A unified multi-language G2P (Grapheme-to-Phoneme) library for Kokoro TTS.

kokorog2p converts text to phonemes optimized for the Kokoro text-to-speech system. It provides:

  • Multi-language support: English (US/GB), German, French, Italian, Spanish, Portuguese (Brazilian), Czech, Chinese, Japanese, Korean, Hebrew
  • Mixed-language detection: Automatically detect and handle mixed-language texts (e.g., German text with English words)
  • Dictionary-based lookup with comprehensive lexicons
    • English: 179k+ entries (gold tier), 187k+ silver tier (both loaded by default)
    • German: 738k+ entries from Olaph/IPA-Dict
    • French: Gold-tier dictionary
    • Portuguese (Brazilian): Rule-based with affrication support
    • Italian, Spanish: Rule-based with small lexicons
    • Czech, Chinese, Japanese, Korean, Hebrew: Rule-based and specialized engines
  • Flexible memory usage: Control dictionary loading with load_silver and load_gold parameters
    • Disable silver: saves ~22-31 MB
    • Disable both: saves ~50+ MB for ultra-fast initialization
  • espeak-ng integration as a fallback for out-of-vocabulary words
  • Automatic IPA to Kokoro phoneme conversion
  • Number and currency handling for supported languages
  • Stress assignment based on linguistic rules

Installation

# Core package (no dependencies)
pip install kokorog2p

# With English support
pip install kokorog2p[en]

# With German support
pip install kokorog2p[de]

# With French support
pip install kokorog2p[fr]

# With mixed-language detection support
pip install kokorog2p[mixed]

# With espeak-ng backend
pip install kokorog2p[espeak]

# With goruut backend
pip install kokorog2p[goruut]

# Full installation (all languages and backends)
pip install kokorog2p[all]

Quick Start

from kokorog2p import phonemize

# English (US)
phonemes = phonemize("Hello world!", language="en-us")
print(phonemes)  # həlˈoʊ wˈɜːld!

# British English
phonemes = phonemize("Hello world!", language="en-gb")
print(phonemes)  # həlˈəʊ wˈɜːld!

# German
phonemes = phonemize("Guten Tag!", language="de")
print(phonemes)  # ɡuːtn̩ taːk!

# French
phonemes = phonemize("Bonjour!", language="fr")
print(phonemes)

# Italian
phonemes = phonemize("Ciao, come stai?", language="it")
print(phonemes)  # ʧiao, kome stai?

# Spanish
phonemes = phonemize("¡Hola! ¿Cómo estás?", language="es")
print(phonemes)  # !ola! ?koˈmo estaˈs?

# Chinese
phonemes = phonemize("你好", language="zh")
print(phonemes)

# Korean
phonemes = phonemize("안녕하세요", language="ko")
print(phonemes)

# Hebrew (requires phonikud package)
phonemes = phonemize("שָׁלוֹם", language="he")
print(phonemes)

Advanced Usage

from kokorog2p import get_g2p

# English with default settings (gold + silver dictionaries)
g2p_en = get_g2p("en-us", use_espeak_fallback=True)
tokens = g2p_en("The quick brown fox jumps over the lazy dog.")
for token in tokens:
    print(f"{token.text}{token.phonemes}")

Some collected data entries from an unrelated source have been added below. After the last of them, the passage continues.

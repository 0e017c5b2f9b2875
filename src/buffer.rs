//! Backing buffers of the instance data.

use crate::{AllocatorError, Result};

/// A buffer-to-buffer copy in bytes.
#[derive(Debug, Clone, Copy, PartialEq, Eq, Default)]
pub struct CopyRegion {
    /// Byte offset into the source.
    pub source_offset: u64,
    /// Byte offset into the target buffer.
    pub destination_offset: u64,
    /// Number of bytes to copy.
    pub size: u64,
}

/// The buffer the instance data is uploaded to, usually a GPU buffer.
pub trait GpuBuffer {
    /// The size of the buffer in bytes.
    fn size(&self) -> u64;

    /// Resizes the buffer. The content of the buffer is undefined afterwards.
    fn resize(&mut self, new_size: u64) -> Result<()>;

    /// Copies `region.size` bytes of `source` starting at `region.source_offset` into the
    /// buffer at `region.destination_offset`.
    fn copy_region(&mut self, source: &[u8], region: &CopyRegion) -> Result<()>;
}

/// A `GpuBuffer` living in host memory. It records every copy it executed.
#[derive(Debug, Default, Clone)]
pub struct HostBuffer {
    data: Vec<u8>,
    copies: Vec<CopyRegion>,
}

impl HostBuffer {
    /// Creates a zeroed buffer of `size` bytes.
    pub fn new(size: u64) -> Self {
        Self {
            data: vec![0; size as usize],
            copies: Vec::new(),
        }
    }

    /// The content of the buffer.
    pub fn data(&self) -> &[u8] {
        &self.data
    }

    /// All copies executed since the last `clear_copy_log`.
    pub fn copy_regions(&self) -> &[CopyRegion] {
        &self.copies
    }

    /// Number of copies executed since the last `clear_copy_log`.
    pub fn copy_count(&self) -> usize {
        self.copies.len()
    }

    /// Forgets the recorded copies.
    pub fn clear_copy_log(&mut self) {
        self.copies.clear();
    }
}

impl GpuBuffer for HostBuffer {
    fn size(&self) -> u64 {
        self.data.len() as u64
    }

    fn resize(&mut self, new_size: u64) -> Result<()> {
        self.data.resize(new_size as usize, 0);
        Ok(())
    }

    fn copy_region(&mut self, source: &[u8], region: &CopyRegion) -> Result<()> {
        let src = checked_range(region.source_offset, region.size, source.len())?;
        let dst = checked_range(region.destination_offset, region.size, self.data.len())?;

        self.data[dst].copy_from_slice(&source[src]);
        self.copies.push(*region);

        Ok(())
    }
}

/// The system memory mirror of the instance buffer. Uploads are copied out of it.
#[derive(Debug, Default, Clone)]
pub struct SystemBuffer {
    data: Vec<u8>,
}

impl SystemBuffer {
    /// Creates a zeroed mirror of `size` bytes.
    pub fn new(size: u64) -> Self {
        Self {
            data: vec![0; size as usize],
        }
    }

    /// The size of the mirror in bytes.
    pub fn size(&self) -> u64 {
        self.data.len() as u64
    }

    /// Grows the mirror. New bytes are zero, existing bytes are kept.
    pub fn grow(&mut self, new_size: u64) {
        if new_size as usize > self.data.len() {
            self.data.resize(new_size as usize, 0);
        }
    }

    /// Copies `bytes` into the mirror at `offset`.
    pub fn write(&mut self, offset: u64, bytes: &[u8]) -> Result<()> {
        let range = checked_range(offset, bytes.len() as u64, self.data.len())?;
        self.data[range].copy_from_slice(bytes);
        Ok(())
    }

    /// The content of the mirror.
    pub fn as_bytes(&self) -> &[u8] {
        &self.data
    }

    pub(crate) fn as_mut_ptr(&mut self) -> *mut u8 {
        self.data.as_mut_ptr()
    }
}

pub(crate) fn checked_range(offset: u64, size: u64, len: usize) -> Result<std::ops::Range<usize>> {
    match offset.checked_add(size) {
        Some(end) if end <= len as u64 => Ok(offset as usize..end as usize),
        _ => Err(AllocatorError::Internal(format!(
            "range [{}, {}) is out of bounds of a buffer of {} bytes",
            offset,
            offset.saturating_add(size),
            len
        ))),
    }
}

# Memory-optimized: disable silver (~22-31 MB saved, ~400-470 ms faster init)
g2p_fast = get_g2p("en-us", load_silver=False)
tokens = g2p_fast("Hello world!")

# Ultra-fast initialization: disable both gold and silver (~50+ MB saved)
# Falls back to espeak for all words
g2p_minimal = get_g2p("en-us", load_silver=False, load_gold=False)
tokens = g2p_minimal("Hello world!")

# Different dictionary configurations
# load_gold=True, load_silver=True:  Maximum coverage (default)
# load_gold=True, load_silver=False: Common words only, faster
# load_gold=False, load_silver=True: Extended vocabulary only (unusual)
# load_gold=False, load_silver=False: No dictionaries, espeak only (fastest)

# German with lexicon and number handling
g2p_de = get_g2p("de")
tokens = g2p_de("Es kostet 42 Euro.")
for token in tokens:
    print(f"{token.text}{token.phonemes}")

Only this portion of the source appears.